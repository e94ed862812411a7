//! API layer - HTTP endpoint handlers.

mod health;
mod messages;
mod metrics;
mod routes;

pub use health::{health, stats, HealthResponse, StatsResponse};
pub use messages::{send_message, SendMessageRequest, SendMessageResponse};
pub use metrics::prometheus_metrics;
pub use routes::api_routes;
//! Store-and-forward queue for outbound telemetry.
//!
//! While the transport is down, messages are appended to a bounded durable
//! queue. Once it comes back, a drain timer replays them oldest first, one
//! per tick, removing each entry after it has been published.
//!
//! - `QueueStore`: bounded FIFO over a [`RecordStore`](crate::store::RecordStore)
//! - `ConnectivityGate`: online/offline state driven by transport events
//! - `DrainEngine`: the replay timer
//! - `QueueFacade`: entry point for producers

mod drain;
mod facade;
mod gate;
mod models;
mod store;

pub use drain::DrainEngine;
pub use facade::QueueFacade;
pub use gate::ConnectivityGate;
pub use models::{
    QueueConfig, QueueEntry, QueueStats, SendOutcome, TickOutcome, DEFAULT_DRAIN_INTERVAL_MS,
    DEFAULT_MAX_COUNT, DEFAULT_MAX_PARSE_FAILURES, DEFAULT_PUBLISH_TIMEOUT_MS, DEFAULT_STORE_PATH,
};
pub use store::{QueueStore, QueueStoreError};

Work instruction ▸
In your response, give all the records again with nothing altered.

Response to the exercise ▸
repository e94ed862812411a7
//! API layer - HTTP endpoint handlers.

mod health;
mod messages;
mod metrics;
mod routes;

pub use health::{health, stats, HealthResponse, StatsResponse};
pub use messages::{send_message, SendMessageRequest, SendMessageResponse};
pub use metrics::prometheus_metrics;
pub use routes::api_routes;
//! Store-and-forward queue for outbound telemetry.
//!
//! While the transport is down, messages are appended to a bounded durable
//! queue. Once it comes back, a drain timer replays them oldest first, one
//! per tick, removing each entry after it has been published.
//!
//! - `QueueStore`: bounded FIFO over a [`RecordStore`](crate::store::RecordStore)
//! - `ConnectivityGate`: online/offline state driven by transport events
//! - `DrainEngine`: the replay timer
//! - `QueueFacade`: entry point for producers

mod drain;
mod facade;
mod gate;
mod models;
mod store;

pub use drain::DrainEngine;
pub use facade::QueueFacade;
pub use gate::ConnectivityGate;
pub use models::{
    QueueConfig, QueueEntry, QueueStats, SendOutcome, TickOutcome, DEFAULT_DRAIN_INTERVAL_MS,
    DEFAULT_MAX_COUNT, DEFAULT_MAX_PARSE_FAILURES, DEFAULT_PUBLISH_TIMEOUT_MS, DEFAULT_STORE_PATH,
};
pub use store::{QueueStore, QueueStoreError};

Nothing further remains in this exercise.